***** Given entries

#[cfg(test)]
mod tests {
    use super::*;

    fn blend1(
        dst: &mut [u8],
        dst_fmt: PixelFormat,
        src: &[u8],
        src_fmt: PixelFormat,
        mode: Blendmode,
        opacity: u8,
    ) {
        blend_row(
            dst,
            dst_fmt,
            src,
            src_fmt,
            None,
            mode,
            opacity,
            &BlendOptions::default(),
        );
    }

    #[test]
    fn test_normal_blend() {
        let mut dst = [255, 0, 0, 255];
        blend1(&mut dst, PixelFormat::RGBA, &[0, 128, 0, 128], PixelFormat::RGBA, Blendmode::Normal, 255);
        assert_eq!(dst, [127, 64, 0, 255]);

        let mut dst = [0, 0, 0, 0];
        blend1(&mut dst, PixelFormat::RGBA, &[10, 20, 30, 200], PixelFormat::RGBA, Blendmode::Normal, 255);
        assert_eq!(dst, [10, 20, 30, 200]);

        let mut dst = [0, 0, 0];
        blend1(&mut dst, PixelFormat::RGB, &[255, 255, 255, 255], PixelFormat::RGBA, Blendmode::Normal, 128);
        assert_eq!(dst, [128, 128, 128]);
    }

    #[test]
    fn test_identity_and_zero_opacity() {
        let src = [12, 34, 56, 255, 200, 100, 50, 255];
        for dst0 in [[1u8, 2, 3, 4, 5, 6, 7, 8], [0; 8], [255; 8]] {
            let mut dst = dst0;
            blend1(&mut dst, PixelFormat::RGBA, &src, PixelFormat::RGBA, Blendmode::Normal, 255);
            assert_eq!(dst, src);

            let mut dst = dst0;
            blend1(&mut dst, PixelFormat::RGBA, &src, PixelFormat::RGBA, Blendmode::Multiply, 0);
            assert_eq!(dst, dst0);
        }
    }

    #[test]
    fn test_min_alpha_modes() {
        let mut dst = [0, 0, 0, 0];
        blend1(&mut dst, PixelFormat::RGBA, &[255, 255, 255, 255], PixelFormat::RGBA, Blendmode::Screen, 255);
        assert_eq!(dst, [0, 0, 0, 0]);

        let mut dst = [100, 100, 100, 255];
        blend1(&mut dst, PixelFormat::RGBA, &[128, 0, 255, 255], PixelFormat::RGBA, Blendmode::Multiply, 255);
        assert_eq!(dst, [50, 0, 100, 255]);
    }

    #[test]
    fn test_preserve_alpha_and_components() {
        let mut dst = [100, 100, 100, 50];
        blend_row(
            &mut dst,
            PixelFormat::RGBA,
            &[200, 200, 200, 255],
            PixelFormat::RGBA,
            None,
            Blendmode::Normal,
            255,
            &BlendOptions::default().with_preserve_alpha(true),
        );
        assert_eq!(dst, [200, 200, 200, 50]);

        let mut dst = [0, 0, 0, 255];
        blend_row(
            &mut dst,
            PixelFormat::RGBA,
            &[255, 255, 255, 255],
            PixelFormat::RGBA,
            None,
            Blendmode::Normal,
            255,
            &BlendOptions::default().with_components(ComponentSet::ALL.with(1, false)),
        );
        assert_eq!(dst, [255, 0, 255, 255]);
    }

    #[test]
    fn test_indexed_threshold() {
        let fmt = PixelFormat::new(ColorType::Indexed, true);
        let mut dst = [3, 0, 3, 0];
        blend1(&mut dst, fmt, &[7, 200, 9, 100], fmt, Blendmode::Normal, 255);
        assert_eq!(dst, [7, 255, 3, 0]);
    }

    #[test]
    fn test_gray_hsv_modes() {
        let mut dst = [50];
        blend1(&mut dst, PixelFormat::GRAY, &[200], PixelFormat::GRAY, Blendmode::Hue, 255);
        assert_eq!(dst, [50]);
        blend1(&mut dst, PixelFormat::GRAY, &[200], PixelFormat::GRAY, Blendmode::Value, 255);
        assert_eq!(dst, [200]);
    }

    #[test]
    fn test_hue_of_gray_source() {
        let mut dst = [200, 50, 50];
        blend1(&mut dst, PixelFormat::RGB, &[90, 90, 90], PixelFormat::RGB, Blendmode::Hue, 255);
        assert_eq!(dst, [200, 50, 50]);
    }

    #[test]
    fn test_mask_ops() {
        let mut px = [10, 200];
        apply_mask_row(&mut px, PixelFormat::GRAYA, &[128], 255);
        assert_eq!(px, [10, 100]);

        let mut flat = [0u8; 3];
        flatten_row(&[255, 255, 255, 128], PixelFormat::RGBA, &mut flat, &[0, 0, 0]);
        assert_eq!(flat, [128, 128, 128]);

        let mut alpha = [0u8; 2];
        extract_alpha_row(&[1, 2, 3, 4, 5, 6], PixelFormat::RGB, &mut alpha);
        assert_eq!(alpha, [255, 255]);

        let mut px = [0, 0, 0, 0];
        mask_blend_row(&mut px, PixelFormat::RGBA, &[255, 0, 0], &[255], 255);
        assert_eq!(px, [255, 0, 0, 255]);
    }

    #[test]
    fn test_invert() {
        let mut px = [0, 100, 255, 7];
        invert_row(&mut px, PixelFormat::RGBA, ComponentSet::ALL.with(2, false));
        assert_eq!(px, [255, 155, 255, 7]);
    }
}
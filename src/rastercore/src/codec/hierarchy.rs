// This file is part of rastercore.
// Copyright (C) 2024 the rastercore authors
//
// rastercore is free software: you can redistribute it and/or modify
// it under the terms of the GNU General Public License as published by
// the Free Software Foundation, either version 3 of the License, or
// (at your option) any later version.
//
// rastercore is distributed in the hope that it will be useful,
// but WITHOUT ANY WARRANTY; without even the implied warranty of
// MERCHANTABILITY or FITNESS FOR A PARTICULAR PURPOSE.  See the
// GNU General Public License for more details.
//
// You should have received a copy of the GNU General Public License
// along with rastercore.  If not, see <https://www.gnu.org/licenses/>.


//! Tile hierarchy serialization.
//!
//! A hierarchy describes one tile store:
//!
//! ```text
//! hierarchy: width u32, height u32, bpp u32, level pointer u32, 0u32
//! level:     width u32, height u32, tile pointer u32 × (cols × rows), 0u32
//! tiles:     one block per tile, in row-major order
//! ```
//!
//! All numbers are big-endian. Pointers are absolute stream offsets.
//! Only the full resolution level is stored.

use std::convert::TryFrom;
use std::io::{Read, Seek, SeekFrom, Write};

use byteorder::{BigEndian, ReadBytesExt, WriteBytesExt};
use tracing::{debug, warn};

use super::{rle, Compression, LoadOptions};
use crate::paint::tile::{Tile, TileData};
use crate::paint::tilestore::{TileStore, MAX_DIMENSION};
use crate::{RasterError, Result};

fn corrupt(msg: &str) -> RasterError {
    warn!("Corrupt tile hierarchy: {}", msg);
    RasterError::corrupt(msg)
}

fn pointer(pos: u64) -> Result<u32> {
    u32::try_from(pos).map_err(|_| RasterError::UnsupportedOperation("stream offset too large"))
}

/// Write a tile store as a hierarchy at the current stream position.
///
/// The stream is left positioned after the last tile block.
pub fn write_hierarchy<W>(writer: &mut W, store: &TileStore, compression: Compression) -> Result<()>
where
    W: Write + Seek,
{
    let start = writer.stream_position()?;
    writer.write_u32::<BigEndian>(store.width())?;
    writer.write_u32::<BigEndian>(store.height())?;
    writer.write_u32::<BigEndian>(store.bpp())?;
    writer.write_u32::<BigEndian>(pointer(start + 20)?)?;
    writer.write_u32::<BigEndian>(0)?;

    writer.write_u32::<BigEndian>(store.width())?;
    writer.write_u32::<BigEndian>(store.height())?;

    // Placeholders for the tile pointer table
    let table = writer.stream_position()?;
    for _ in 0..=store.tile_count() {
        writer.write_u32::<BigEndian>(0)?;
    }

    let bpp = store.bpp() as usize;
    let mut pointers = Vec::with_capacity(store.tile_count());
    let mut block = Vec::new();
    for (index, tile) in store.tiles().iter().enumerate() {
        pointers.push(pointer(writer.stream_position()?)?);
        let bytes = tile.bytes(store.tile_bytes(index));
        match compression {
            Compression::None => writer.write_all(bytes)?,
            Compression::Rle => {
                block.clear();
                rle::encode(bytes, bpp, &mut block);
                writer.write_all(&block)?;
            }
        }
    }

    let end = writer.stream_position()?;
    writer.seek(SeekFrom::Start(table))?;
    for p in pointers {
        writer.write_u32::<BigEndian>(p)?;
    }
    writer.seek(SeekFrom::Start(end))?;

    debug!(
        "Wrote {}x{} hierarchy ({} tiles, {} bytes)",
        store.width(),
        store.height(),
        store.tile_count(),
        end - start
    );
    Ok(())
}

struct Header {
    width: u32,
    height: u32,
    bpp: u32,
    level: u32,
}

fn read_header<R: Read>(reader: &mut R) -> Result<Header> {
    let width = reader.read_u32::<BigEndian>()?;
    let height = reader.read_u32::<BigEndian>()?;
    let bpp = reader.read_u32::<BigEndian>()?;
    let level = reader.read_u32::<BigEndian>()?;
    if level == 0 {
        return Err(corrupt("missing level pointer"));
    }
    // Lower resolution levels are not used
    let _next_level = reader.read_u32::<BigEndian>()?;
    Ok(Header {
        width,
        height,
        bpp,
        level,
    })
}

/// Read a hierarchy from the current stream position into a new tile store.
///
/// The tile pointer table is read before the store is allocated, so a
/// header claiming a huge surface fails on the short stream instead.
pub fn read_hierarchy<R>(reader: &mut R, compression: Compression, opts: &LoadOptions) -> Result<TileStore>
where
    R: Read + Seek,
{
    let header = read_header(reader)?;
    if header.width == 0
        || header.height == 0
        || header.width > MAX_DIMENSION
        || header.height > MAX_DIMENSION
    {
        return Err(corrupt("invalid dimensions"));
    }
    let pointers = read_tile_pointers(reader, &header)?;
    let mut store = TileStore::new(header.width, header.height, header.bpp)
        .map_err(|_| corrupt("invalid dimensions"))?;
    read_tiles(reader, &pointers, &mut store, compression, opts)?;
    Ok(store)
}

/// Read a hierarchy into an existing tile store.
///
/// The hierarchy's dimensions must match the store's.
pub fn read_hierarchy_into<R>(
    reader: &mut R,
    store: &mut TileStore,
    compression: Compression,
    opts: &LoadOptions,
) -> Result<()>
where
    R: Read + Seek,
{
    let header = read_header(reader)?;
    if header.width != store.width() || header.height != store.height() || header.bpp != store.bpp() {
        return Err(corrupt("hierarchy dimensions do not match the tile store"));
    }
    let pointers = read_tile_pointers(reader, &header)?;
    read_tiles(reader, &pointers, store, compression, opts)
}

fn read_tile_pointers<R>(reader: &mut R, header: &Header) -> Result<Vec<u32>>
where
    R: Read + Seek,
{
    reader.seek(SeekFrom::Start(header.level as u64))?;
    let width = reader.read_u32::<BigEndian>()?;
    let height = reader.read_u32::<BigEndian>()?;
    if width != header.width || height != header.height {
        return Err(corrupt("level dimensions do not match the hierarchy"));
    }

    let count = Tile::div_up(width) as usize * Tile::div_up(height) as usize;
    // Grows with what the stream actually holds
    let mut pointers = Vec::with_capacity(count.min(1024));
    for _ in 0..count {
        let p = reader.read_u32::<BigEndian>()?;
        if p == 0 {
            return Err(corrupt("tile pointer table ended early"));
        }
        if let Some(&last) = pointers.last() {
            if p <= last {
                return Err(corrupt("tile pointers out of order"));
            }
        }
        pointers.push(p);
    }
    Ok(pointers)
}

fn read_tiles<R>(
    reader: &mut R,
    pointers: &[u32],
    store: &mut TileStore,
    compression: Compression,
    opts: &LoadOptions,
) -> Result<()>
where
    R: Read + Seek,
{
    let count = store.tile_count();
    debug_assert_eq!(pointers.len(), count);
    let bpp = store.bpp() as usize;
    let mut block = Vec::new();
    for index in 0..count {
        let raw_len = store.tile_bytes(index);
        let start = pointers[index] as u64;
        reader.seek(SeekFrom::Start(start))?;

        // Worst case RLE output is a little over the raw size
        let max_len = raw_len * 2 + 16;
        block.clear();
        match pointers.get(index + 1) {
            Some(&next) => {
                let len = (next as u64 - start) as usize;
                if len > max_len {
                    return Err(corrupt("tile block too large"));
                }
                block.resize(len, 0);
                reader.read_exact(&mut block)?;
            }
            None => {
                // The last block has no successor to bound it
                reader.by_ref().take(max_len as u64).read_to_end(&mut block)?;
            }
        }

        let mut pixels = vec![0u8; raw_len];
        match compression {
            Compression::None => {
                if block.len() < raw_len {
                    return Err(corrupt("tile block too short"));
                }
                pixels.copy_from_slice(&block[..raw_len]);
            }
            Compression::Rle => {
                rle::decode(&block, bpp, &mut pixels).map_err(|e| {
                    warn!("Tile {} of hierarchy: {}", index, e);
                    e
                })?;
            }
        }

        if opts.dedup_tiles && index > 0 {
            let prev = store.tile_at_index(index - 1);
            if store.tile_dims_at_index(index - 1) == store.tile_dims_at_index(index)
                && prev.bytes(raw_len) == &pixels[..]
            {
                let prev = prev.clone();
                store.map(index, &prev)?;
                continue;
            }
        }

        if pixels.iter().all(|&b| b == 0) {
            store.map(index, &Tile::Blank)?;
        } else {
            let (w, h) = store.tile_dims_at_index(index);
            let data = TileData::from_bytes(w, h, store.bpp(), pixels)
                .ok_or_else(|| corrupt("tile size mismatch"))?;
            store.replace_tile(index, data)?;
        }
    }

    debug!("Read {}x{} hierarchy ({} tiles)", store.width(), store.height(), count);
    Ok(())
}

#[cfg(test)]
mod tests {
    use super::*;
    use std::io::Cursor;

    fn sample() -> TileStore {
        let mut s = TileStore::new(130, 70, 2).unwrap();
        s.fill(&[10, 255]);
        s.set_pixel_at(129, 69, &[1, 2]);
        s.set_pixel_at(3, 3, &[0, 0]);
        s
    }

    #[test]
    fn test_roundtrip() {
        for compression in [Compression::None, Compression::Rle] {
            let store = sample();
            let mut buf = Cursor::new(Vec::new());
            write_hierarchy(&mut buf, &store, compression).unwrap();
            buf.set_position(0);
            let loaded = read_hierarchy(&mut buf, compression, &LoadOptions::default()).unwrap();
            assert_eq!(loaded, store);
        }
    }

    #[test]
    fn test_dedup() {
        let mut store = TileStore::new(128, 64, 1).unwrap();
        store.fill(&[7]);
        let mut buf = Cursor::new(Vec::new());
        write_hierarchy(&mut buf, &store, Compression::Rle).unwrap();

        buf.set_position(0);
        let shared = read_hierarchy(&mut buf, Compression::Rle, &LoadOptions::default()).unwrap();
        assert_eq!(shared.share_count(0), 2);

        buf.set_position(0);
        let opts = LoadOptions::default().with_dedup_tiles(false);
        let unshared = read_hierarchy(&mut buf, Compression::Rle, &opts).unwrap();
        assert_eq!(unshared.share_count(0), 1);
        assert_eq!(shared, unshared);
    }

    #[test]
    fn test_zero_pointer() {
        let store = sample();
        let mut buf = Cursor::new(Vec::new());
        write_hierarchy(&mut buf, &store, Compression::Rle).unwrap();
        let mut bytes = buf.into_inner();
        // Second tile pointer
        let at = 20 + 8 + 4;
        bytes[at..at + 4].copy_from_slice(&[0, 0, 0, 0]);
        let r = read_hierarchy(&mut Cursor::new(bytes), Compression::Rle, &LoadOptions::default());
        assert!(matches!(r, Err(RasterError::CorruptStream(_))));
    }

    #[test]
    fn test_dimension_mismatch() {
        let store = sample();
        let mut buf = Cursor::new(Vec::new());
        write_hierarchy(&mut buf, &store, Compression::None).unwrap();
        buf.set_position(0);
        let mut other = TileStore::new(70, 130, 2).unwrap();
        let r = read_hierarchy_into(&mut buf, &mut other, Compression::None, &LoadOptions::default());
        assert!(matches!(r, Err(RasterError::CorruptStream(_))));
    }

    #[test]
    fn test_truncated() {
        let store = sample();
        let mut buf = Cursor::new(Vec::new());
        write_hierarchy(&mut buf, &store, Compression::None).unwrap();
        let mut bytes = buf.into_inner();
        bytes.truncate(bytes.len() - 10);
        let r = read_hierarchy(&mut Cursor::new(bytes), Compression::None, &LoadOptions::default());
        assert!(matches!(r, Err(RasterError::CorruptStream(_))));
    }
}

**********

(Problem requirements): Go through the entries and filter for lines holding the word "prev"; copy each match.

(Exercise response):
            let prev = store.tile_at_index(index - 1);
                && prev.bytes(raw_len) == &pixels[..]
                let prev = prev.clone();
                store.map(index, &prev)?;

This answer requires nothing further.